What is expected: For the records that follow, give the number of lines containing the word "grading", with no added text.

-- Material provided follows --

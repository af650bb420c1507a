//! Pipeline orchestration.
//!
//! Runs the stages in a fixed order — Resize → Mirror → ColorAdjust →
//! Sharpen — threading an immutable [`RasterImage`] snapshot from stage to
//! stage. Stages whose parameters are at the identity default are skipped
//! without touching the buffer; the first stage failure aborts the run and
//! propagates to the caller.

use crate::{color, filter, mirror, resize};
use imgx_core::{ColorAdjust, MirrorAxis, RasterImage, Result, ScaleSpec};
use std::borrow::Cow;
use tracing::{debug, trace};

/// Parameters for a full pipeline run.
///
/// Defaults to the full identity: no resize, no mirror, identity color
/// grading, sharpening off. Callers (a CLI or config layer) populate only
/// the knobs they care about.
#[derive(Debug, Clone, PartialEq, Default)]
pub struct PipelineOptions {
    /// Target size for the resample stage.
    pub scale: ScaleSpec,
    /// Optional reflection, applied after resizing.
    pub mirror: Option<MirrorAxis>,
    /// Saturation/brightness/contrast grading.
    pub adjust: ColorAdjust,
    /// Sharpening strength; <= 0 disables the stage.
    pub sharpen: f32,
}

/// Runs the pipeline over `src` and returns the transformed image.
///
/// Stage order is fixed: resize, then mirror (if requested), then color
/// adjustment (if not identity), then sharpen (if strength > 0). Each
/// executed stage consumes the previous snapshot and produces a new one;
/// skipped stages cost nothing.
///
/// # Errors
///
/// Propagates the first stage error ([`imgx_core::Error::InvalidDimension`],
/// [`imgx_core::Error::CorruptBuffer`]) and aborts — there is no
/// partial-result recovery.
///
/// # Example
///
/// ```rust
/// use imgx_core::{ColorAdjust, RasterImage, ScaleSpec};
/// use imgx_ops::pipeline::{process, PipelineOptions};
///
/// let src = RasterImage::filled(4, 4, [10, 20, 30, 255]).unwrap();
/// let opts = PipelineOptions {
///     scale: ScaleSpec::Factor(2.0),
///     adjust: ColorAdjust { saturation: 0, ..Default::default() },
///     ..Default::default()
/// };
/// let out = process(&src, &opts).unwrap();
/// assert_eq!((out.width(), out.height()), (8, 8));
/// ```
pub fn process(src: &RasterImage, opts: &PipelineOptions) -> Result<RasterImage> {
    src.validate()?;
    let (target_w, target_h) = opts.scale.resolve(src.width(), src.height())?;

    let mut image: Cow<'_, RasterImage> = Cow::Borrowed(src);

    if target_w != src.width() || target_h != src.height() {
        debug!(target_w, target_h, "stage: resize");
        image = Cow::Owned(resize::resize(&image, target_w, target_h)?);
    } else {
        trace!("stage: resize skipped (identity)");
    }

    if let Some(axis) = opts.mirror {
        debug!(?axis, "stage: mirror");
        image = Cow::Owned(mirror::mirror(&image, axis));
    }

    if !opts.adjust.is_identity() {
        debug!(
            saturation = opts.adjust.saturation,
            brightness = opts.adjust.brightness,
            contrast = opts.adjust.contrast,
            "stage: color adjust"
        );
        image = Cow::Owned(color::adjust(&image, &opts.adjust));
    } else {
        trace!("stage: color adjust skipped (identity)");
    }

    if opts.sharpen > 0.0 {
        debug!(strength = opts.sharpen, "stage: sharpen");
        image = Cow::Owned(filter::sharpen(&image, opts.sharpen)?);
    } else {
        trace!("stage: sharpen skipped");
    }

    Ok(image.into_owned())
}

-- Material provided concluded --

Answer to this exercise: 2